## Data listing:
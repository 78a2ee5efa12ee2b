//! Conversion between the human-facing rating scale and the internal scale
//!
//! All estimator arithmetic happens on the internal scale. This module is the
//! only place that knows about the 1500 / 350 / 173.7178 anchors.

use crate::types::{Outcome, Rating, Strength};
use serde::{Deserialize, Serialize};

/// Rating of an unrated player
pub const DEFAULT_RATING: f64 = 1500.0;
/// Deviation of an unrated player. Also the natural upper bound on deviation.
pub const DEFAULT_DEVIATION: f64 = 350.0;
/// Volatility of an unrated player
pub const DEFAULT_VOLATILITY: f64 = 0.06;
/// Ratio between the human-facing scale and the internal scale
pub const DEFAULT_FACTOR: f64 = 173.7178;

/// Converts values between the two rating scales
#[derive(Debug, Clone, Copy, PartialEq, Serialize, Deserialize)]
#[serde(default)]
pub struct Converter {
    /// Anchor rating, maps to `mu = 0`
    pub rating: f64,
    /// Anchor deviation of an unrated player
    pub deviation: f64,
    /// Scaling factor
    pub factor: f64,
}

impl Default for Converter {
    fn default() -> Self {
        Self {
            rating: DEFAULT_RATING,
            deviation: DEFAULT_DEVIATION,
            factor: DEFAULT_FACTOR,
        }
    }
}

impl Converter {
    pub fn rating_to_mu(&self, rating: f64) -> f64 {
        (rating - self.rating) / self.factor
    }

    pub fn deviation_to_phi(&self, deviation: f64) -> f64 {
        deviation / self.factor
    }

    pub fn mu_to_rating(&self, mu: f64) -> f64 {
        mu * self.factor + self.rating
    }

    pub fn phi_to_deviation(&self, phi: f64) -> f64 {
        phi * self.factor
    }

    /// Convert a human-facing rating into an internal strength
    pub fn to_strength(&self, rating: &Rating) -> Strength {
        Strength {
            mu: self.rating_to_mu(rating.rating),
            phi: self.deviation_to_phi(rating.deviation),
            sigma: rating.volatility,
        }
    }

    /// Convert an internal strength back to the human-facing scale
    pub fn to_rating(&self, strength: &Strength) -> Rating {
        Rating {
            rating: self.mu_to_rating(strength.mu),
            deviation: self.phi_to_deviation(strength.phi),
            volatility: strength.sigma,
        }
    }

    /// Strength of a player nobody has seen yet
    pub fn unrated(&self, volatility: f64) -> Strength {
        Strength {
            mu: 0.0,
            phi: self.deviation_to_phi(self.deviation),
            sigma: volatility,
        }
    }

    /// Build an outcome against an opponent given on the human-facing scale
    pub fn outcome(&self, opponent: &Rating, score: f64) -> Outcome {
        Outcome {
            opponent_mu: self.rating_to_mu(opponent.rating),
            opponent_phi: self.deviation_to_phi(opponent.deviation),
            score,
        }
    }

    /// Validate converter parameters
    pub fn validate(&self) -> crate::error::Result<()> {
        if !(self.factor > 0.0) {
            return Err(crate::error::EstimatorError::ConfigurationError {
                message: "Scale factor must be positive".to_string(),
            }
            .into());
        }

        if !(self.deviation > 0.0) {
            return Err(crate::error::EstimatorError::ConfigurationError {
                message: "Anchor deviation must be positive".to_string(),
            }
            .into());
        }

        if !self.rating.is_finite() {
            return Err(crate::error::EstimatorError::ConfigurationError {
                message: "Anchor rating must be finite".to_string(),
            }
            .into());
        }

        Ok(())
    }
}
...
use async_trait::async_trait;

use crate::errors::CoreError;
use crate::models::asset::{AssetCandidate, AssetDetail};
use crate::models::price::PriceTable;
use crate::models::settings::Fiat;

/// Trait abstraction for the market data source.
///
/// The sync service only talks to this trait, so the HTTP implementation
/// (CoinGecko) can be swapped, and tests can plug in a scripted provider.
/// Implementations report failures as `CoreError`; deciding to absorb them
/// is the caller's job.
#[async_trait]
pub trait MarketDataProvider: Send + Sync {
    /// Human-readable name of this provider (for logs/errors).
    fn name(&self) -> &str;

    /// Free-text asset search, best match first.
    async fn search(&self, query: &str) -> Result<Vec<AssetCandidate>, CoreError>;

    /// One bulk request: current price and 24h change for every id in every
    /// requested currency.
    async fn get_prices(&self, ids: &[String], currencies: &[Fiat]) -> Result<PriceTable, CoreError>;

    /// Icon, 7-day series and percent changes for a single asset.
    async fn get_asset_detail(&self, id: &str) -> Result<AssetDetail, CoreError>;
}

## Task description:
What lines in the data above carry "only"? Return them all.

## Output of the exercise:
//! only place that knows about the 1500 / 350 / 173.7178 anchors.
/// The sync service only talks to this trait, so the HTTP implementation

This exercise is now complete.